Les freins potentiels
Bien évidemment, tout cela ne se fait pas sans difficulté, ni du jour au lendemain. Les opérationnels sont souvent méfiants au départ, les managers ainsi que les personnes des fonctions supports ont du mal à remettre en cause leurs pouvoirs. Pourtant, il y a bien souvent des rôles valorisants pour tout le monde, car il s’agit avant tout d’éliminer les activités devenues inutiles et de réinvestir les champs oubliés de la coopération, de la veille et de l’innovation. L’idée d’ailleurs n’est pas de rendre autonome chaque salarié individuellement, au risque de mettre en difficulté certains, mais de rendre autonome des collectifs réduits qui s’autorégulent. Pour les entreprises qui ont réussi à franchir le pas, les résultats sont extrêmement probants (FAVI, POULT, SEW USOCOME, GORE, CHRONOFLEX, etc…) et nul envie chez leurs salariés de revenir en arrière. Mais attention, les organisations sont des entités systémiques. Chaque dimension du système étant en connexion les unes avec les autres, n’oser avancer que sur une des dimensions est voué à l’échec. C’est le cas par exemple des entreprises entreprenant de grands programmes de formation des managers pour développer une culture managériale plus équilibrée et responsabilisante, mais sans remettre en cause leurs processus de reporting et de décision. Bien souvent des processus de plus en plus coercitifs et donc en antagonisme avec l’idée de confiance. Il faut aligner l’ensemble des dimensions du système, rassurer, communiquer et ne pas reculer au moindre obstacle, ce qui requiert de la part du dirigeant une vision, des convictions solides et, aujourd’hui, beaucoup d’audace.

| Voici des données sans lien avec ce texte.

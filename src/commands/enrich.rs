use std::fs;
use std::path::Path;

use anyhow::{Context, Result};
use serde_json::Value;
use tracing::info;

use crate::cli::EnrichArgs;
use crate::commands::{emit, open_session};
use crate::model::PlanRecord;
use crate::scraper_api::{plans_from_payload, unwrap_payload};
use crate::util::required_identifier;

pub async fn run(args: EnrichArgs) -> Result<()> {
    let gush = required_identifier("gush", &args.parcel.gush)?;
    let helka = required_identifier("helka", &args.parcel.helka)?;
    let known = read_known_plans(&args.plans)?;
    let session = open_session(&args.tabanow, &args.events)?;

    let plans = session.client.enrich_plans(&known, &gush, &helka).await;
    info!(
        gush = %gush,
        helka = %helka,
        known_plans = known.len(),
        plans = plans.len(),
        "enrich finished"
    );

    emit(&plans, args.output.as_deref())
}

pub(crate) fn read_known_plans(path: &Path) -> Result<Vec<PlanRecord>> {
    let raw = fs::read(path).with_context(|| format!("failed to read {}", path.display()))?;
    let payload: Value = serde_json::from_slice(&raw)
        .with_context(|| format!("failed to parse {}", path.display()))?;
    Ok(plans_from_payload(unwrap_payload(payload)))
}

#[cfg(test)]
mod tests {
    use super::*;

    #[test]
    fn read_known_plans_accepts_wrapped_payloads() {
        let path = std::env::temp_dir().join(format!("reguscape-known-plans-{}.json", std::process::id()));
        fs::write(
            &path,
            r#"{"data": {"plans": [{"planNumber": "507-0123456", "planName": "x"}, {"status": "orphan"}]}}"#,
        )
        .unwrap();

        let plans = read_known_plans(&path).unwrap();
        assert_eq!(plans.len(), 1);
        assert_eq!(plans[0].taba_code, "507-0123456");

        fs::remove_file(&path).unwrap();
    }

    #[test]
    fn read_known_plans_reports_bad_json() {
        let path = std::env::temp_dir().join(format!("reguscape-bad-plans-{}.json", std::process::id()));
        fs::write(&path, "not json").unwrap();

        let err = read_known_plans(&path).unwrap_err();
        assert!(err.to_string().starts_with("failed to parse"));

        fs::remove_file(&path).unwrap();
    }
}
impl ScraperPaths {
    pub fn from_raw(
        taba: Option<&str>,
        land_plot: Option<&str>,
        parcel_from_address: Option<&str>,
        address_from_parcel: Option<&str>,
        regulations: Option<&str>,
    ) -> Self {
        let or_default = |value: Option<&str>, default: &str| {
            non_blank(value).unwrap_or_else(|| default.to_string())
        };
        Self {
            taba: or_default(taba, DEFAULT_TABA_PATH),
            land_plot: or_default(land_plot, DEFAULT_LAND_PLOT_PATH),
            parcel_from_address: or_default(parcel_from_address, DEFAULT_PARCEL_FROM_ADDRESS_PATH),
            address_from_parcel: or_default(address_from_parcel, DEFAULT_ADDRESS_FROM_PARCEL_PATH),
            regulations: or_default(regulations, DEFAULT_REGULATIONS_PATH),
        }
    }
}

#[derive(Debug, Clone)]
pub struct ScraperConfig {
    pub base_url: String,
    pub api_key: String,
    pub paths: ScraperPaths,
    pub request_timeout: Duration,
}

impl ScraperConfig {
    pub fn from_raw(
        base_url: Option<&str>,
        api_key: Option<&str>,
        paths: ScraperPaths,
        request_timeout: Duration,
    ) -> Result<Self, ProviderError> {
        let base_url = non_blank(base_url).ok_or(ProviderError::NotConfigured("SCRAPER_API_BASE_URL"))?;
        let api_key = non_blank(api_key).ok_or(ProviderError::NotConfigured("SCRAPER_API_KEY"))?;
        parse_base_url(&base_url)?;
        Ok(Self {
            base_url,
            api_key,
            paths,
            request_timeout,
        })
    }
}

#[derive(Debug, Clone, Copy, Default, PartialEq)]
pub struct LandPlotQuery<'a> {
    pub coordinate_x: Option<f64>,
    pub coordinate_y: Option<f64>,
    pub land_plot_id: Option<&'a str>,
}

#[async_trait]
pub trait PlanSource: Send + Sync {
    fn name(&self) -> &'static str;

    async fn plans_for_parcel(&self, gush: &str, helka: &str) -> Result<Vec<PlanRecord>, ProviderError>;
}

#[async_trait]
pub trait ParcelDirectory: Send + Sync {
    async fn parcel_from_address(&self, address: &str) -> Result<LandPlotIdentifiers, ProviderError>;

    async fn address_from_parcel(&self, gush: &str, helka: &str) -> Result<LandPlotIdentifiers, ProviderError>;

    async fn land_plot_identifiers(&self, query: &LandPlotQuery<'_>) -> Result<LandPlotIdentifiers, ProviderError>;
}

pub struct ScraperApi {
    client: reqwest::Client,
    config: ScraperConfig,
}

impl ScraperApi {
    pub fn new(config: ScraperConfig) -> Result<Self, ProviderError> {
        let client = reqwest::Client::builder()
            .timeout(config.request_timeout)
            .build()?;
        Ok(Self { client, config })
    }

    pub async fn get_taba_plans(&self, gush: &str, helka: &str) -> Result<Vec<PlanRecord>, ProviderError> {
        let payload = self
            .request(&self.config.paths.taba, &[("gush", gush), ("helka", helka)])
            .await?;
        let plans = plans_from_payload(payload);
        info!(gush = %gush, helka = %helka, plans = plans.len(), "scraper plans loaded");
        Ok(plans)
    }

    pub async fn building_regulations(&self, gush: &str, helka: &str) -> Result<BuildingRegulations, ProviderError> {
        let payload = self
            .request(&self.config.paths.regulations, &[("gush", gush), ("helka", helka)])
            .await?;
        Ok(regulations_from_payload(&payload))
    }

    async fn request(&self, endpoint_path: &str, query: &[(&str, &str)]) -> Result<Value, ProviderError> {
        let url = build_endpoint_url(&self.config.base_url, endpoint_path, query)?;
        debug!(url = %url, "requesting scraper api");

        let response = self
            .client
            .get(url)
            .header(ACCEPT, "application/json")
            .header(API_KEY_HEADER, &self.config.api_key)
            .send()
            .await?;
        let status = response.status();
        if !status.is_success() {
            let body = response.text().await.unwrap_or_default();
            return Err(ProviderError::Status {
                status: status.as_u16(),
                body: body.trim().chars().take(ERROR_BODY_PREVIEW_CHARS).collect(),
            });
        }

        let body = response.text().await?;
        let payload = serde_json::from_str::<Value>(&body)?;
        Ok(unwrap_payload(payload))
    }
}

#[async_trait]
impl PlanSource for ScraperApi {
    fn name(&self) -> &'static str {
        TABA_PLANS_SOURCE
    }

    async fn plans_for_parcel(&self, gush: &str, helka: &str) -> Result<Vec<PlanRecord>, ProviderError> {
        self.get_taba_plans(gush, helka).await
    }
}

#[async_trait]
impl ParcelDirectory for ScraperApi {
    async fn parcel_from_address(&self, address: &str) -> Result<LandPlotIdentifiers, ProviderError> {
        let address = address.trim();
        if address.is_empty() {
            return Ok(LandPlotIdentifiers::default());
        }

        let payload = self
            .request(&self.config.paths.parcel_from_address, &[("address", address)])
            .await?;
        let identifiers = parcel_from_address_payload(&payload, address);
        info!(address = %address, gush = %identifiers.gush, helka = %identifiers.helka, "address resolved");
        Ok(identifiers)
    }

    async fn address_from_parcel(&self, gush: &str, helka: &str) -> Result<LandPlotIdentifiers, ProviderError> {
        let (gush, helka) = (gush.trim(), helka.trim());
        if gush.is_empty() || helka.is_empty() {
            return Ok(LandPlotIdentifiers::default());
        }

        let payload = self
            .request(&self.config.paths.address_from_parcel, &[("gush", gush), ("helka", helka)])
            .await?;
        Ok(address_from_parcel_payload(&payload, gush, helka))
    }

    async fn land_plot_identifiers(&self, query: &LandPlotQuery<'_>) -> Result<LandPlotIdentifiers, ProviderError> {
        let coordinate_x = query.coordinate_x.map(|value| value.to_string()).unwrap_or_default();
        let coordinate_y = query.coordinate_y.map(|value| value.to_string()).unwrap_or_default();
        let payload = self
            .request(
                &self.config.paths.land_plot,
                &[
                    ("coordinate_x", coordinate_x.as_str()),
                    ("coordinate_y", coordinate_y.as_str()),
                    ("land_plot_id", query.land_plot_id.unwrap_or_default()),
                ],
            )
            .await?;
        Ok(land_plot_from_payload(&payload))
    }
}

fn parse_base_url(base_url: &str) -> Result<Url, ProviderError> {
    Url::parse(base_url).map_err(|err| ProviderError::InvalidUrl {
        url: base_url.to_string(),
        reason: err.to_string(),
    })
}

Pour entrer de plain-pied dans le XXIè siècle, nous devons donc chercher à nous débarrasser de nos réflexes cartésiens et tayloriens et passer de l’Entreprise du « Comment » à l’entreprise du « Quoi », de l’organisation bureaucratique à l’organisation organique. Dans ce type d’organisation, la valeur entrepreneuriale est en effet partagée et l’intelligence collective est libérée à son maximum pour traiter au bon niveau la complexité du travail.